Estrogen play an important role in the development of breast cancer in menopausal women. Aromatase, an enzyme that catalyses the last step in the production of estrogen, has been identified as a promising target for clinical development. In the present investigation, novel 2-substituted benzoxazoles were synthesized and evaluated for inhibition against aromatase. Among the studied compound, 6a exhibited 4.04-fold greater cytotoxicity (IC₅₀ = 0.22 µM) than doxorubicin (IC₅₀ = 0.89 µM). It also showed higher selectivity (26.30–304.95) against cancer cells compared to normal (Vero), with a substantial MID of 0.98 µM against the breast cancer subpanel.
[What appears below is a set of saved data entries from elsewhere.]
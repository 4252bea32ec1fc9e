//! Retry policy: exponential backoff with cap and jitter.

use std::time::Duration;

use rand::Rng;

use renderq_models::ErrorClass;

/// Outcome of a retry decision.
#[derive(Debug, Clone, PartialEq, Eq)]
pub enum RetryDecision {
    /// Re-enqueue after `delay`.
    Retry { delay: Duration },
    /// Dead-letter the task.
    GiveUp,
}

/// Computes whether and when a failed task is retried.
#[derive(Debug, Clone)]
pub struct RetryPolicy {
    /// Base delay for attempt 1 (doubles per attempt)
    pub base: Duration,
    /// Upper bound on the delay before jitter
    pub cap: Duration,
}

impl Default for RetryPolicy {
    fn default() -> Self {
        Self {
            base: Duration::from_secs(1),
            cap: Duration::from_secs(300),
        }
    }
}

impl RetryPolicy {
    pub fn new(base: Duration, cap: Duration) -> Self {
        Self { base, cap }
    }

    /// Decide the fate of a failure with `retry_count` attempts already
    /// consumed out of `max_retries`.
    ///
    /// `Permanent` and `Cancelled` classes never retry. Retryable classes
    /// retry while budget remains; the delay for attempt `n` (1-indexed) is
    /// `min(cap, base * 2^(n-1))` scaled by a jitter factor drawn uniformly
    /// from `[0.8, 1.2]`.
    pub fn decide(
        &self,
        class: ErrorClass,
        retry_count: u32,
        max_retries: u32,
    ) -> RetryDecision {
        if !class.is_retryable() || retry_count >= max_retries {
            return RetryDecision::GiveUp;
        }

        let attempt = retry_count + 1;
        RetryDecision::Retry {
            delay: self.jittered_delay(attempt),
        }
    }

    /// Backoff for attempt `n` (1-indexed) before jitter.
    pub fn delay_for_attempt(&self, attempt: u32) -> Duration {
        let exp = attempt.saturating_sub(1).min(31);
        self.base.saturating_mul(1u32 << exp).min(self.cap)
    }

    fn jittered_delay(&self, attempt: u32) -> Duration {
        let base = self.delay_for_attempt(attempt);
        let jitter: f64 = rand::rng().random_range(0.8..=1.2);
        base.mul_f64(jitter)
    }
}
Furthermore, it displayed a significantly higher affinity for aromatase (IC₅₀ = 64.9 nM) compared to the standard (IC₅₀ = 1850 nM), indicating the mechanism of anticancer action. In the in-vitro enzymatic assay, it demonstrated 8.46–63.14-fold higher selectivity against aromatase compared to other enzymes. Additionally, docking interaction demonstrated a higher dock score of −10.2 kcal/mol to standard (−8.1 kcal/mol). Furthermore, higher stability in the MD simulation established aromatase as an anticancer target and validated the docking methodology. It was also discovered that compound 6a had a binding free energy of −67.72 kcal/mol, which was 1.46 times lower than the standard (−46.17 kcal/mol), supporting the in-silico protocol. Furthermore, MMGBSA discovered that lower binding free energy of Vander Waals force and lipophilicity had a greater impact on aromatase binding affinity and docking scores. These findings imply that compound 6a deserve to be investigated further in the development of potential anticancer agent as aromatase inhibitors.